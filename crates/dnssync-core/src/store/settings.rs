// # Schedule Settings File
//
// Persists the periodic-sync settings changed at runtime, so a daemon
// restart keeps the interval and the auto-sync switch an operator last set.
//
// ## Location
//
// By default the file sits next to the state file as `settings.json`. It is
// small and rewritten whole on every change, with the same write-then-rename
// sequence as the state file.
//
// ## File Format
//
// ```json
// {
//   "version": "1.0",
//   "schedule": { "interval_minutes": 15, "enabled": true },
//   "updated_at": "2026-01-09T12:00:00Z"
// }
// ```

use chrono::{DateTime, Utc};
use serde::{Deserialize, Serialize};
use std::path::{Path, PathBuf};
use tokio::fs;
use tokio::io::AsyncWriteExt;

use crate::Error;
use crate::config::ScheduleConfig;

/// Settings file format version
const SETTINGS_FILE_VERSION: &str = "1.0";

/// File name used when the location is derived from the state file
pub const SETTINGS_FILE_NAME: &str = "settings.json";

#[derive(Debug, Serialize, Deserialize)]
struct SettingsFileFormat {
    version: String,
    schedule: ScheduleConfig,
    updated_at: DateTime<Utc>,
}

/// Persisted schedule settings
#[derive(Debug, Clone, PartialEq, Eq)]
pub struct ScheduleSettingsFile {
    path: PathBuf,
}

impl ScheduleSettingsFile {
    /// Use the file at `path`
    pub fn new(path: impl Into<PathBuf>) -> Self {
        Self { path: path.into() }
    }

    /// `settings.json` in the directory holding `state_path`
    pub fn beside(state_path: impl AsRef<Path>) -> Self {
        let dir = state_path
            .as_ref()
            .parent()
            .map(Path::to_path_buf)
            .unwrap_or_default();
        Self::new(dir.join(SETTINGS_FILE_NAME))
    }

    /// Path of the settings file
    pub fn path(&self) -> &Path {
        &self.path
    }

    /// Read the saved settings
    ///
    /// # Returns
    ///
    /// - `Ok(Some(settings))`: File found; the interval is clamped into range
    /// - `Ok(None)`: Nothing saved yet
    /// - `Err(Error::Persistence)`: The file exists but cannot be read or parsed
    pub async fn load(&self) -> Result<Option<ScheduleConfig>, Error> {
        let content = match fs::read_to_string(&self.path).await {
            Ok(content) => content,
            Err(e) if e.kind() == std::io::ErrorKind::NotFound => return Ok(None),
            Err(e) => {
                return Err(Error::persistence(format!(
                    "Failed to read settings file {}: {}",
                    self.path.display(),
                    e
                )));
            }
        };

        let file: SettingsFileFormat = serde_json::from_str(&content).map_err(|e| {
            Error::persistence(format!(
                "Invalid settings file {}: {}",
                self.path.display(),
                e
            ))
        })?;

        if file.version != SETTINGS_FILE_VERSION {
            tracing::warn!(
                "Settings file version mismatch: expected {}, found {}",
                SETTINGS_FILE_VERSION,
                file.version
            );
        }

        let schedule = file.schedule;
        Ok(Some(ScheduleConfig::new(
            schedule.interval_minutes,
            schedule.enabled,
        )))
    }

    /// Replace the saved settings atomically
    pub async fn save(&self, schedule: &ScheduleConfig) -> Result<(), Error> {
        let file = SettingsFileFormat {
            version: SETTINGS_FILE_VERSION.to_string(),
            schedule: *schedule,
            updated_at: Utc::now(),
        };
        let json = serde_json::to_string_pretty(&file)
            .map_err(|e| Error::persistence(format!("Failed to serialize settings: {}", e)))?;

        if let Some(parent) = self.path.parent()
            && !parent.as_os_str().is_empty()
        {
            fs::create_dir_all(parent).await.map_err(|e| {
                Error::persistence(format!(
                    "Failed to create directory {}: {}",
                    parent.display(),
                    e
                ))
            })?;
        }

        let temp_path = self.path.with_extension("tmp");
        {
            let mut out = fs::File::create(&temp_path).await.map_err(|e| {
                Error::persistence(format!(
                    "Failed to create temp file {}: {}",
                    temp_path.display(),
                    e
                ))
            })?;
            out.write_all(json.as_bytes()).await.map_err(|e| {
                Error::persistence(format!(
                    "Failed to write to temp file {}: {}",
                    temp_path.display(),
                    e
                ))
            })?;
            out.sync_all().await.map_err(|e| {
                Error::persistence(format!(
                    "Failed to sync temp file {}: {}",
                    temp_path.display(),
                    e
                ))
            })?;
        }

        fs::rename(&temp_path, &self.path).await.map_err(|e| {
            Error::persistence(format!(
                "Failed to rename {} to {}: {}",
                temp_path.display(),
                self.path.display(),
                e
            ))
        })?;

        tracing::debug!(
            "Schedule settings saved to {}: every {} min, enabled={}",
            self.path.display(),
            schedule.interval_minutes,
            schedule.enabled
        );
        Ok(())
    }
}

_ _ _ _ _

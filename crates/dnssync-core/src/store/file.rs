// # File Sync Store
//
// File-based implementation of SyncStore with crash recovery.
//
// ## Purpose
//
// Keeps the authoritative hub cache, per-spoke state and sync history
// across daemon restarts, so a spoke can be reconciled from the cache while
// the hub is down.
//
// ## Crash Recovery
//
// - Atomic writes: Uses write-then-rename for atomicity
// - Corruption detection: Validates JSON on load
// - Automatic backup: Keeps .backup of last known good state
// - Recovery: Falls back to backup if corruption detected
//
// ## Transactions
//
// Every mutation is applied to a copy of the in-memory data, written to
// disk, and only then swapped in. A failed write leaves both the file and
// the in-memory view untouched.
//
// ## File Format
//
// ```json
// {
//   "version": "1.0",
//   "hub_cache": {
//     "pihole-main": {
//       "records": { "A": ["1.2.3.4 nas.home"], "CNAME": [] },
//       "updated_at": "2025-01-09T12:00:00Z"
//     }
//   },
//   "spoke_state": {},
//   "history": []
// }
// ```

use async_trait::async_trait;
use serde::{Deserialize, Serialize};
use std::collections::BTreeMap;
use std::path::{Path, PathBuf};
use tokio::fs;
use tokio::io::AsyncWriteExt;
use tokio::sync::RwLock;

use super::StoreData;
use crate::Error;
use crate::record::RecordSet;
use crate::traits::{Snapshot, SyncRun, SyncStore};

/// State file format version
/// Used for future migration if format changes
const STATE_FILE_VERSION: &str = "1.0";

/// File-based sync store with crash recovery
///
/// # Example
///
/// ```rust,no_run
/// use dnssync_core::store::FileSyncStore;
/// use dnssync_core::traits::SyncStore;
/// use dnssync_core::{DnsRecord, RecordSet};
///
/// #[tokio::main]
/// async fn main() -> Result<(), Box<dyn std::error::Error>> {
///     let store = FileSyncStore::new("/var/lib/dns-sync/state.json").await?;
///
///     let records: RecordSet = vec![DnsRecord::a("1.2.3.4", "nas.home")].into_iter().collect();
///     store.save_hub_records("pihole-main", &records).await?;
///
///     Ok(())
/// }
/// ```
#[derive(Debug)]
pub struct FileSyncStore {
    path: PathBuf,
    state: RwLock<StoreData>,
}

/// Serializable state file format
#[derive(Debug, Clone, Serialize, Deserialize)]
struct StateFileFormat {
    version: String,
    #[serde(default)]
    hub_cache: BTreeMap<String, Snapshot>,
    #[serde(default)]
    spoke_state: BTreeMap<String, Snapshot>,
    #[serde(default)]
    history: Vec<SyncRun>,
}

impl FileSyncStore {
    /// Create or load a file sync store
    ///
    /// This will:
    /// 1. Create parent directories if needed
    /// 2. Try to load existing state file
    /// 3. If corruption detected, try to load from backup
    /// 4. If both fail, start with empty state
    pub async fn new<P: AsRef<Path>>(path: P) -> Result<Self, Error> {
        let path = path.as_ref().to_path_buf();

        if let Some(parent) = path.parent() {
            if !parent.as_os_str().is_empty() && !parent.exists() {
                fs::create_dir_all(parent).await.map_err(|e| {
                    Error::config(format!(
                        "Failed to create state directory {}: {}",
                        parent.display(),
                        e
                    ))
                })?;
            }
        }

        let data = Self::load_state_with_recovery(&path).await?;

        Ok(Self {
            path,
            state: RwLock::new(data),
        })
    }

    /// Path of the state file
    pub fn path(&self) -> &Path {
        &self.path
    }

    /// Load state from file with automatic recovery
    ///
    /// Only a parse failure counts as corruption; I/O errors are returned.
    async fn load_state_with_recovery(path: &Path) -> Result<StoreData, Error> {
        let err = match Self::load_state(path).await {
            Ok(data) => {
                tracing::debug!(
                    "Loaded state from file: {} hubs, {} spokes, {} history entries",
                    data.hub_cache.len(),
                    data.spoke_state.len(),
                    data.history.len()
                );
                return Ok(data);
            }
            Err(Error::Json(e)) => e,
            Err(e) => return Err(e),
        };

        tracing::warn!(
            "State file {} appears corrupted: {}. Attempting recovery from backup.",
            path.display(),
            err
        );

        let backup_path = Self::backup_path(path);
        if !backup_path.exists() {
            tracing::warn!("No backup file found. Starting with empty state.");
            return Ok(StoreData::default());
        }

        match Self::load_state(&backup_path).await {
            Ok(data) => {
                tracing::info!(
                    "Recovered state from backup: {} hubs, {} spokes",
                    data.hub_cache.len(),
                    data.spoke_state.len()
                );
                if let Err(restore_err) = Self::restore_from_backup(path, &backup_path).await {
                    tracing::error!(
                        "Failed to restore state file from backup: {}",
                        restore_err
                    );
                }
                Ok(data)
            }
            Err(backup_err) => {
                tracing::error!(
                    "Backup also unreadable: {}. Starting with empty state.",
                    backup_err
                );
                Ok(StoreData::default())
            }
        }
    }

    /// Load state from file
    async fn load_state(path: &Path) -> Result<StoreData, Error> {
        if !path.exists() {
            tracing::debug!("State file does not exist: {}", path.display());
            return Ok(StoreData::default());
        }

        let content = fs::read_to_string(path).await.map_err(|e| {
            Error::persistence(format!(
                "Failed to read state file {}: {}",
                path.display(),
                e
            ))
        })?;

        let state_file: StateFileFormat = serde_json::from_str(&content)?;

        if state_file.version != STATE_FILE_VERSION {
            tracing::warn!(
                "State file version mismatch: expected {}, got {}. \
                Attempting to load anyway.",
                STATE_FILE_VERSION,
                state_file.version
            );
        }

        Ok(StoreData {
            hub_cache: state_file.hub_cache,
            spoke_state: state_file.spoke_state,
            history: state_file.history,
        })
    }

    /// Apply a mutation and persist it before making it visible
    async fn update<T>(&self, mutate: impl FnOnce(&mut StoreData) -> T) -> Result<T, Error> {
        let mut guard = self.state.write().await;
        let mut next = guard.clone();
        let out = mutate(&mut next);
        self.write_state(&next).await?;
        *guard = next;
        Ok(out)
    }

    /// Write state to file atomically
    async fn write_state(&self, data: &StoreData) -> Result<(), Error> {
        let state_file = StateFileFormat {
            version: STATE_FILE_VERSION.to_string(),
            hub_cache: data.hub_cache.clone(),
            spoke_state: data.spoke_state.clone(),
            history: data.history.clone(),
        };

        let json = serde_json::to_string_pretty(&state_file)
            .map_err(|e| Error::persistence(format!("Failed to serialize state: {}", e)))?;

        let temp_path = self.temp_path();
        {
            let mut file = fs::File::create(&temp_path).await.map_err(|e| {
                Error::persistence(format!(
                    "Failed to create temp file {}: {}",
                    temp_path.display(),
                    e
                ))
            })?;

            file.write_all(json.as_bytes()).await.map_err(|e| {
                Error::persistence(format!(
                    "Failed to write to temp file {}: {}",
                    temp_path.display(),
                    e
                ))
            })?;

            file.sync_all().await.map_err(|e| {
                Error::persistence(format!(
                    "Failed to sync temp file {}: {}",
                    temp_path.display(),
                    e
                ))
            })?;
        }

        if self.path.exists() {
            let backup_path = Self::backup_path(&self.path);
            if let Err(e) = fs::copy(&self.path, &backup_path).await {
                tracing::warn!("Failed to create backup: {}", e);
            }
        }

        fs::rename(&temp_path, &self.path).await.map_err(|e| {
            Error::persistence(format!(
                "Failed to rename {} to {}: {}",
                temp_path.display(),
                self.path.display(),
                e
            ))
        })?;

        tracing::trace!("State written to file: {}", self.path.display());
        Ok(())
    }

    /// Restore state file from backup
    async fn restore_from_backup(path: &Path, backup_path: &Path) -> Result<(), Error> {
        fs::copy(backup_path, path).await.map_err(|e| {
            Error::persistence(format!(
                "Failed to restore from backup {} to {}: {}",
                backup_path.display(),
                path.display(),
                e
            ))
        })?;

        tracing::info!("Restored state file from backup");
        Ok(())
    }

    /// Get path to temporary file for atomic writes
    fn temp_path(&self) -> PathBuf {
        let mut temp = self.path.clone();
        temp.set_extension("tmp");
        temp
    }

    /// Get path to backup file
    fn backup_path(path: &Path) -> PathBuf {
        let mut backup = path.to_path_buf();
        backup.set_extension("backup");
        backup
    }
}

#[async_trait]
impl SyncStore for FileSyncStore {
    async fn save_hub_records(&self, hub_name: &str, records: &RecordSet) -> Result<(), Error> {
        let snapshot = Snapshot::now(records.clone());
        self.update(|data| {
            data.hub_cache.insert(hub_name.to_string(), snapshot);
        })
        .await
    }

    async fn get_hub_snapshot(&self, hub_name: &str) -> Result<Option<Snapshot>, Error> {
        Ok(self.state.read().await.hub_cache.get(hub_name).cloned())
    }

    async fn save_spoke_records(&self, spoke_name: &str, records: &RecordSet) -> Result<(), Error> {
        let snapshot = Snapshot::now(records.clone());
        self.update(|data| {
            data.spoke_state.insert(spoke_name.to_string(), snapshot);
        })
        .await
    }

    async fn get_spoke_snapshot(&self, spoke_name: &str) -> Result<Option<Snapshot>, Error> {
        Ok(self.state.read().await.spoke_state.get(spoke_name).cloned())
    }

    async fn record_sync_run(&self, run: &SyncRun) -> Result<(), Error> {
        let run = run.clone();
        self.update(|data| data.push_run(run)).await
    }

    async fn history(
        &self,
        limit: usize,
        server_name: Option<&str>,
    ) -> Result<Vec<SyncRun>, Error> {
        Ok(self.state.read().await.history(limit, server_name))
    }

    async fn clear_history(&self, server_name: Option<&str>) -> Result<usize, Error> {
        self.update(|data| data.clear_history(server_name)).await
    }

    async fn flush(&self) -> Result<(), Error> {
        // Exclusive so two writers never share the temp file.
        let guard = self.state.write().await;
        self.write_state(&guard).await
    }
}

_ _ _ _ _

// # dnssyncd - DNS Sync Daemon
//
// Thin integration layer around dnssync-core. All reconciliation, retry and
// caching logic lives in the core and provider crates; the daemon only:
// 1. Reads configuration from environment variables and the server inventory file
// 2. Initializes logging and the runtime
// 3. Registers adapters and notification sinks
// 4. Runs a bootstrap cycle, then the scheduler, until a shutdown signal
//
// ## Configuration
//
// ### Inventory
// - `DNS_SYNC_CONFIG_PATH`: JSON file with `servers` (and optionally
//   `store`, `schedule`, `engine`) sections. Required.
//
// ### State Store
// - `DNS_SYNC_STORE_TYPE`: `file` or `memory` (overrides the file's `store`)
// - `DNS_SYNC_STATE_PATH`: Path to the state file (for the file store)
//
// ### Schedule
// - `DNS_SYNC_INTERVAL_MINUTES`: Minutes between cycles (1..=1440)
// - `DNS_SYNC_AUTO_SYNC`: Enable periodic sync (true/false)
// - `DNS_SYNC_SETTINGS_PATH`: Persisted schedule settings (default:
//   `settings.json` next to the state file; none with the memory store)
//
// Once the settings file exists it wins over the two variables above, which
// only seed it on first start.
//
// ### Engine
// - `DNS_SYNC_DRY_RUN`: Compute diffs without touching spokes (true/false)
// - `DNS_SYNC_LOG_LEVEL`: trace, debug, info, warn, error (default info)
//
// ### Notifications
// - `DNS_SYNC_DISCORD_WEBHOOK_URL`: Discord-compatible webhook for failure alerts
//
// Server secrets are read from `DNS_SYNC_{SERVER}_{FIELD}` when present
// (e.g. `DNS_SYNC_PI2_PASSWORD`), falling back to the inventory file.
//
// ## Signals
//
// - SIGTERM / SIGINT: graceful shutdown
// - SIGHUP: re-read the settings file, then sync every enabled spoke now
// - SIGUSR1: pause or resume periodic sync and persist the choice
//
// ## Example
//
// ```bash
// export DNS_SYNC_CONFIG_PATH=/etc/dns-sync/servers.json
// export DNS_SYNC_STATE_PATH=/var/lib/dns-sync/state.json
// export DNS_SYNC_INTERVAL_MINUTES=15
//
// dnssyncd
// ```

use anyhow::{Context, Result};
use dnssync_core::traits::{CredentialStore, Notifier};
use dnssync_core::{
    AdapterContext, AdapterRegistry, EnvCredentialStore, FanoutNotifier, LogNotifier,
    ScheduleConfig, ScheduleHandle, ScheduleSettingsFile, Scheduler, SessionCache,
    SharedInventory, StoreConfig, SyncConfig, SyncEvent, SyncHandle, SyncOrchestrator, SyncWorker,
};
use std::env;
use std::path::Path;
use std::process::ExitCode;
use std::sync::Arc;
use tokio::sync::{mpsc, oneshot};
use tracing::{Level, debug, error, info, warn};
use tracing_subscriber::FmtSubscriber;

_ _ _ _ _

WHAT IS BEING ASKED: Total the lines of the data that include the word "mismatch", and give that total as the sole response.

REPLY TO THE EXERCISE: 2